ROMA – “Le anomalie di una riforma costituzionale proposta dall’esecutivo continuano a susseguirsi in spregio alle elementari regole e prassi istituzionali. La campagna referendaria consente anche al presidente del Consiglio di minacciare le sue dimissioni e l’arrivo di governi “tecnici” nonostante il referendum non riguardi né il programma di governo né un atto istituzionale del governo”.

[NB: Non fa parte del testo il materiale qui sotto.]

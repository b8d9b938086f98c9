use std::path::PathBuf;
use thiserror::Error;

/// Fatal errors raised before any file is renamed.
///
/// Per-file problems during execution are reported as
/// [`RenameOutcome`](crate::types::RenameOutcome) values instead, so a single
/// failing file never aborts the batch.
#[derive(Error, Debug)]
pub enum SequenceError {
    #[error("Rule must end with a number (e.g., IMG_1020), got '{rule}'")]
    InvalidRule { rule: String },

    #[error("Rule prefix '{prefix}' must be a plain file name without path separators")]
    PrefixNotFileName { prefix: String },

    #[error("Rule number '{digits}' is too large")]
    RuleNumberTooLarge { digits: String },

    #[error("Extension must not be empty, got '{ext}'")]
    InvalidExtension { ext: String },

    #[error("Directory '{}' not found", path.display())]
    DirectoryNotFound { path: PathBuf },

    #[error("Failed to read directory '{}'", path.display())]
    ReadDirectory {
        path: PathBuf,
        #[source]
        source: std::io::Error,
    },

    #[error("Failed to build file name pattern")]
    Pattern(#[from] regex::Error),

    #[error("No sequence number left after {last}")]
    SequenceExhausted { last: u64 },
}

pub type Result<T, E = SequenceError> = std::result::Result<T, E>;
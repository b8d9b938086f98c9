use crate::consts::RULE_RE;
use crate::error::{Result, SequenceError};
use crate::types::{Extension, Rule};
use std::path::{Component, Path};
use std::str::FromStr;

/// Whether `prefix` followed by digits stays a single name inside the target directory.
fn is_file_name_prefix(prefix: &str) -> bool {
    if prefix.contains(['/', '\\']) {
        return false;
    }
    let candidate = format!("{prefix}0");
    let mut parts = Path::new(&candidate).components();
    matches!(
        (parts.next(), parts.next()),
        (Some(Component::Normal(_)), None)
    )
}

/// Parse a rule like `IMG_1020` into prefix, start number and pad width.
///
/// The trailing digit run is taken greedily, so `IMG2_0050` yields prefix
/// `IMG2_`, start `50` and width `4`.
pub fn parse_rule(rule: &str) -> Result<Rule> {
    let caps = RULE_RE
        .captures(rule)
        .ok_or_else(|| SequenceError::InvalidRule {
            rule: rule.to_string(),
        })?;
    let prefix = caps.get(1).map_or("", |m| m.as_str());
    let digits = caps.get(2).map_or("", |m| m.as_str());
    if !is_file_name_prefix(prefix) {
        return Err(SequenceError::PrefixNotFileName {
            prefix: prefix.to_string(),
        });
    }
    let start = digits
        .parse::<u64>()
        .map_err(|_| SequenceError::RuleNumberTooLarge {
            digits: digits.to_string(),
        })?;
    let parsed = Rule {
        prefix: prefix.to_string(),
        start,
        pad_width: digits.len(),
    };
    tracing::debug!(rule, prefix = %parsed.prefix, start, pad_width = parsed.pad_width, "parsed rule");
    Ok(parsed)
}

impl FromStr for Rule {
    type Err = SequenceError;

    fn from_str(s: &str) -> Result<Self> {
        parse_rule(s)
    }
}

impl Extension {
    /// Normalize a user-supplied extension (`jpg` or `.jpg`) to `.jpg`,
    /// keeping its casing.
    pub fn parse(ext: &str) -> Result<Self> {
        let bare = ext.strip_prefix('.').unwrap_or(ext);
        if bare.is_empty() || bare.contains(['/', '\\']) {
            return Err(SequenceError::InvalidExtension {
                ext: ext.to_string(),
            });
        }
        Ok(Extension::from_dotted(format!(".{bare}")))
    }
}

È quanto dichiara l’onorevole Giuseppe gargani, presidente del Comitato dei popolari per il No. “Renzi – prosegue Gargani – minaccia governi tecnici solo perché fa comodo a lui dimettersi e pensa così di fare i suoi interessi personali: non rispetta gli elettori e i cittadini che si esprimono con il loro voto. Dovremmo respingere questo tipo di campagna elettorale e invece l'assuefazione è totale: anche molti sostenitori del No alimentano questo condizionamento chiedendo le dimissioni del premier. Bisogna invece reagire a tutte queste dichiarazioni che nelle ultime ore personalizzano ancora di più il referendum, e andare a votare senza condizionamenti”.
“Per la mia cultura costituzionale – conclude Gargani - il presidente del Consiglio ha il dovere di esercitare le funzioni se non è sfiduciato dal Parlamento e quindi è tenuto a restare al governo nell'interesse del Paese”.